On note que lorsqu’il existe une pathologie équivalente chez le majeur compétent, les recherches sur le mineur ne seront entreprises qu’après résultats obtenus chez l’adulte.
Le législateur français doit-il engager une réflexion concertée avec l’Europe pour faciliter l’inclusion de mineurs dans certaines conditions alors que la recherche pourrait être réalisée sans eux ?
L’âge de 12 ans correspond à l’âge à partir duquel la pharmacocinétique et les effets indésirables immédiats sont comparables à ceux des adultes. Par contre, certains paramètres ne seront stabilisés que vers l’âge de 15-16 ans avec une grande variabilité inter-individuelle comme la maturation des circuits enzymatiques, l’évolution de la puberté et de la croissance et la maturation neurologique qui peut se poursuivre jusqu’à l’âge de 20-23 ans. Néanmoins, la problématique des effets retardés éventuels chez l’enfant est la même dans tous les essais cliniques quelle que soit la méthodologie. Seul un suivi à long terme de plusieurs années permet d’identifier ces effets, et des procédures doivent être mises en place pour recueillir ces éléments.
Les critères qui pourraient conduire à inclure des 12-17 ans dans ces études « mixtes »sont les suivants :
- Un Argumentaire scientifique solide démontrant la validation des modèles précliniques reliés à la pathologie concernée et une attention particulière portée aux effets sur la croissance et la puberté.
- La présence d’une altération génétique (germinale ou tumorale ou des tissus/organes affectés par le processus pathologique) ou moléculaire permettant de présumer de la haute probabilité d’efficacité de la nouvelle molécule en raison de son action inhibitrice ou stimulante sur des circuits métaboliques ou immunitaires intervenant dans la pathologie concernée.
- Une pathologie grave et invalidante sans traitement de référence à l’heure actuelle
- Un pronostic vital engagé à court/moyen terme mais une durée de vie escomptée permettant de justifier l’administration d’un nouvel agent thérapeutique pour évaluer la balance entre le risque et le bénéfice thérapeutique potentiel.

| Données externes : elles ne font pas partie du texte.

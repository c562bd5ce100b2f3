// Copyright (c) 2024-2026 Martin Schröder <info@swedishembedded.com>
//
// SPDX-License-Identifier: Apache-2.0
//! Bearer-token management for pool accounts.
//!
//! Each account carries either a raw API key (used as-is) or a
//! long-lived OAuth refresh token that is exchanged for short-lived
//! bearer tokens.  Tokens are cached per account and refreshed a little
//! before expiry.  Specific refresh-failure reasons permanently
//! invalidate the account; everything else is treated as transient.

use std::collections::HashMap;
use std::sync::Mutex;
use std::time::{Duration, Instant};

use serde::Deserialize;
use tracing::{debug, warn};

use crate::error::{is_permanent_auth_failure, UpstreamError};

const TOKEN_ENDPOINT: &str = "https://oauth2.googleapis.com/token";
/// Public installed-app client credentials for the CLI OAuth flow.
const OAUTH_CLIENT_ID: &str =
    "681255809395-oo8ft2oprdrnp9e3aqf6av3hmdib135j.apps.googleusercontent.com";
const OAUTH_CLIENT_SECRET: &str = "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";
/// Refresh this long before the reported expiry.
const EXPIRY_SKEW: Duration = Duration::from_secs(60);

#[derive(Debug, Clone)]
struct CachedToken {
    access_token: String,
    expires_at: Instant,
}

impl CachedToken {
    fn is_fresh(&self, now: Instant) -> bool {
        now + EXPIRY_SKEW < self.expires_at
    }
}

#[derive(Debug, Deserialize)]
struct TokenResponse {
    access_token: String,
    #[serde(default = "default_expires_in")]
    expires_in: u64,
}

fn default_expires_in() -> u64 {
    3600
}

/// Credential material as the pool stores it; mirrored here to avoid a
/// crate cycle.
#[derive(Debug, Clone, Default)]
pub struct AccountCredential {
    pub refresh_token: Option<String>,
    pub api_key: Option<String>,
}

pub struct TokenProvider {
    http: reqwest::Client,
    token_endpoint: String,
    cache: Mutex<HashMap<String, CachedToken>>,
}

impl TokenProvider {
    pub fn new(http: reqwest::Client) -> Self {
        Self::with_endpoint(http, TOKEN_ENDPOINT.to_string())
    }

    pub fn with_endpoint(http: reqwest::Client, token_endpoint: String) -> Self {
        Self { http, token_endpoint, cache: Mutex::new(HashMap::new()) }
    }

    /// A bearer token for `email`, refreshed from the long-lived
    /// credential when the cached one is stale.
    ///
    /// Returns [`UpstreamError::AuthInvalid`] when the refresh failure
    /// indicates a revoked or malformed credential.
    pub async fn bearer_token(
        &self,
        email: &str,
        credential: &AccountCredential,
    ) -> Result<String, UpstreamError> {
        if let Some(key) = &credential.api_key {
            return Ok(key.clone());
        }

        let now = Instant::now();
        {
            let cache = self.cache.lock().unwrap_or_else(|e| e.into_inner());
            if let Some(cached) = cache.get(email) {
                if cached.is_fresh(now) {
                    return Ok(cached.access_token.clone());
                }
            }
        }

        let refresh_token = credential.refresh_token.as_deref().ok_or_else(|| {
            UpstreamError::AuthInvalid("account has no refresh token or API key".into())
        })?;

        debug!(email, "refreshing upstream bearer token");
        let resp = self
            .http
            .post(&self.token_endpoint)
            .form(&[
                ("grant_type", "refresh_token"),
                ("refresh_token", refresh_token),
                ("client_id", OAUTH_CLIENT_ID),
                ("client_secret", OAUTH_CLIENT_SECRET),
            ])
            .send()
            .await
            .map_err(|e| UpstreamError::Network(e.to_string()))?;

        let status = resp.status();
        let body = resp.text().await.unwrap_or_default();
        if !status.is_success() {
            if is_permanent_auth_failure(&body) {
                warn!(email, "refresh token permanently invalid");
                return Err(UpstreamError::AuthInvalid(body));
            }
            return Err(UpstreamError::AuthRefresh(format!("{status}: {body}")));
        }

        let token: TokenResponse = serde_json::from_str(&body)
            .map_err(|e| UpstreamError::AuthRefresh(format!("malformed token response: {e}")))?;

        let cached = CachedToken {
            access_token: token.access_token.clone(),
            expires_at: now + Duration::from_secs(token.expires_in),
        };
        self.cache
            .lock()
            .unwrap_or_else(|e| e.into_inner())
            .insert(email.to_string(), cached);
        Ok(token.access_token)
    }

    /// Drop the cached token for `email` so the next call re-refreshes.
    /// Used after a 401 from the upstream.
    pub fn invalidate(&self, email: &str) {
        self.cache
            .lock()
            .unwrap_or_else(|e| e.into_inner())
            .remove(email);
    }
}

// ─── Unit tests ──────────────────────────────────────────────────────────────

#[cfg(test)]
mod tests {
    use super::*;

    #[test]
    fn cached_token_freshness_honours_skew() {
        let now = Instant::now();
        let fresh = CachedToken {
            access_token: "t".into(),
            expires_at: now + Duration::from_secs(300),
        };
        assert!(fresh.is_fresh(now));

        let nearly_expired = CachedToken {
            access_token: "t".into(),
            expires_at: now + Duration::from_secs(30),
        };
        // Within the 60s skew window: refresh early.
        assert!(!nearly_expired.is_fresh(now));
    }

    #[tokio::test]
    async fn api_key_bypasses_refresh() {
        let p = TokenProvider::new(reqwest::Client::new());
        let cred = AccountCredential {
            refresh_token: None,
            api_key: Some("sk-key".into()),
        };
        let token = p.bearer_token("a@x", &cred).await.unwrap();
        assert_eq!(token, "sk-key");
    }

    #[tokio::test]
    async fn missing_credential_is_permanently_invalid() {
        let p = TokenProvider::new(reqwest::Client::new());
        let err = p
            .bearer_token("a@x", &AccountCredential::default())
            .await
            .unwrap_err();
        assert!(matches!(err, UpstreamError::AuthInvalid(_)));
    }

    #[test]
    fn invalidate_clears_cache_entry() {
        let p = TokenProvider::new(reqwest::Client::new());
        p.cache.lock().unwrap().insert(
            "a@x".into(),
            CachedToken {
                access_token: "t".into(),
                expires_at: Instant::now() + Duration::from_secs(600),
            },
        );
        p.invalidate("a@x");
        assert!(p.cache.lock().unwrap().is_empty());
    }
}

- De plus il est impératif que :
- Dans le cadre de ces protocoles « mixtes », le volet pédiatrique de cette recherche soit mené dans des services de pédiatrie agréés.
- L’investigateur soit particulièrement vigilant à la proposition d’une alternative thérapeutique.
- Stratification dans le temps pour l’inclusion majeur/mineur
Commencer chez l’adulte la dose 1, valider la tolérance et la sécurité. Puis débuter la cohorte 2 adulte et commencer la cohorte dose 1 chez les 12-17 ans. Ce schéma permet d’avoir des premiers résultats en termes de tolérance et de pharmacocinétique chez l’adulte avant la première administration chez le mineur.
Cas particulier : Pathologie très rare chez l’enfant qui ne permettrait pas de constituer une cohorte statistiquement significative avec les seuls mineurs. Dans ce cas précis, et pour des pathologies invalidantes sans traitements de référence, les CPP acceptent généralement l’inclusion précoce de mineurs dans des protocoles « mixtes » incluant des majeurs et des mineurs, jugeant au cas par cas de l’âge minimum d’inclusion. A noter que de nouveaux schémas d’essais cliniques tels que « N-of-1 trials » ou « basket trials » permettent de réaliser des recherches sur de très petits nombres de patients
Une réflexion législative et réglementaire semble nécessaire pour favoriser l’inclusion de mineurs de 12-17 ans lors de phases I/II dans le même temps que des personnes majeures, tout en respectant le principe de protection particulière de cette population vulnérable par un encadrement strict de cette procédure.
A noter qu’aux USA, la FDA vient de publier en juin 2018 des guidelines allant dans ce sens, dans le domaine de l’oncologie pédiatrique pour des adolescents en échec thérapeutique et dont le pronostic vital est engagé.